The first phase dates from the late 1940’s through the mid 1960’s and confirms Tworkov as one of the giants of the first generation of Abstract Expressionism—where emotion and his embrace of a distinct gestural mark were paramount. Drawing at this time was a method Tworkov used to “strike out in wildly different directions” so he could then go to the canvas without any preconceived plan.
The second phase, often argued into silence, dates from mid-1960’s to 1980’s, and links him to the new dialogue of minimalism. In these drawing, which take a cooler more measured approach, geometry may appear to be paramount as a bold element of the composition, but it is the measured repetitive rhythmic stroke that carries the day. In many instances, drawing was the planning stage for the painting. Tworkov’s aim was to arrive at a style in which a plan did not exclude intuitive and sometimes “random play.”

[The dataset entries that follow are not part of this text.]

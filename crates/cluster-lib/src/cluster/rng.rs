//! Random sources for the failure model
//!
//! Every container simulation task and the fault injector draw from their
//! own generator. Generators come from an injected [`RngFactory`] so tests
//! can pin the sequence.

use crate::models::ContainerId;
use rand::rngs::StdRng;
use rand::{RngCore, SeedableRng};

/// Owned generator handed to a single task
pub type BoxedRng = Box<dyn RngCore + Send>;

/// Stream index reserved for the fault injector
const INJECTOR_STREAM: u64 = u64::MAX;

/// Golden-ratio multiplier used to spread stream indices across the seed space
const STREAM_SPREAD: u64 = 0x9E37_79B9_7F4A_7C15;

/// Produces random number generators for simulation tasks
pub trait RngFactory: Send + Sync {
    /// Generator for the simulation task of the given container
    fn for_container(&self, id: ContainerId) -> BoxedRng;

    /// Generator for the fault injector
    fn for_injector(&self) -> BoxedRng;
}

/// `StdRng`-backed factory, deterministic when a seed is given
#[derive(Debug, Clone, Copy, Default)]
pub struct SeededRngFactory {
    seed: Option<u64>,
}

impl SeededRngFactory {
    pub fn new(seed: Option<u64>) -> Self {
        Self { seed }
    }

    /// Factory seeding every generator from OS entropy
    pub fn from_entropy() -> Self {
        Self { seed: None }
    }

    pub fn seed(&self) -> Option<u64> {
        self.seed
    }

    fn stream(&self, index: u64) -> BoxedRng {
        match self.seed {
            Some(seed) => Box::new(StdRng::seed_from_u64(
                seed ^ index.wrapping_mul(STREAM_SPREAD),
            )),
            None => Box::new(StdRng::from_entropy()),
        }
    }
}

impl RngFactory for SeededRngFactory {
    fn for_container(&self, id: ContainerId) -> BoxedRng {
        self.stream(id)
    }

    fn for_injector(&self) -> BoxedRng {
        self.stream(INJECTOR_STREAM)
    }
}
//! Core data models for the cluster simulation

use serde::{Deserialize, Serialize};

/// Globally unique, monotonically assigned container identifier
pub type ContainerId = u64;

/// Node identifier, assigned in bootstrap order starting at 1
pub type NodeId = u32;

/// Point-in-time view of a single container
#[derive(Debug, Clone, PartialEq, Eq, Serialize, Deserialize)]
pub struct ContainerView {
    pub id: ContainerId,
    pub service: String,
    pub node_id: NodeId,
    pub running: bool,
    pub simulated_state: u64,
    pub replica: bool,
}

impl ContainerView {
    /// A container the repair loop must replace
    pub fn needs_repair(&self) -> bool {
        !self.running && !self.replica
    }
}

/// Point-in-time view of a node and the containers it hosts
#[derive(Debug, Clone, PartialEq, Eq, Serialize, Deserialize)]
pub struct NodeView {
    pub id: NodeId,
    pub capacity: usize,
    pub used_slots: usize,
    /// Ordered by container ID
    pub containers: Vec<ContainerView>,
}

impl NodeView {
    pub fn has_free_slot(&self) -> bool {
        self.used_slots < self.capacity
    }
}

/// Whole-cluster view taken under one critical section
#[derive(Debug, Clone, Default, PartialEq, Eq, Serialize, Deserialize)]
pub struct Census {
    /// Ordered by node ID
    pub nodes: Vec<NodeView>,
    pub used_slots: usize,
    pub capacity: usize,
    pub running: usize,
    /// Non-running, non-replica containers still registered on a node
    pub failed: usize,
    pub replicas: usize,
}

impl Census {
    pub fn node_count(&self) -> usize {
        self.nodes.len()
    }

    /// Iterate every container in node order, then ID order
    pub fn containers(&self) -> impl Iterator<Item = &ContainerView> {
        self.nodes.iter().flat_map(|n| n.containers.iter())
    }

    /// Containers that are failed and not replicas
    pub fn failed_containers(&self) -> Vec<&ContainerView> {
        self.containers().filter(|c| c.needs_repair()).collect()
    }
}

For this creative shift, Tworkov was celebrated as a Radical Pro by Art News in April 1964, and yet it was only emblematic of his emphatic desire never to repeat himself, to “paint no Tworkovs.”
The exhibition is accompanied by a publication.
This exhibition was organized in collaboration with the Estate of Jack Tworkov and Van Doren Waxter, New York, and was made possible with support of The Yela “Peter” and Derek Fowler Endowment for Acquisitions and Exhibitions.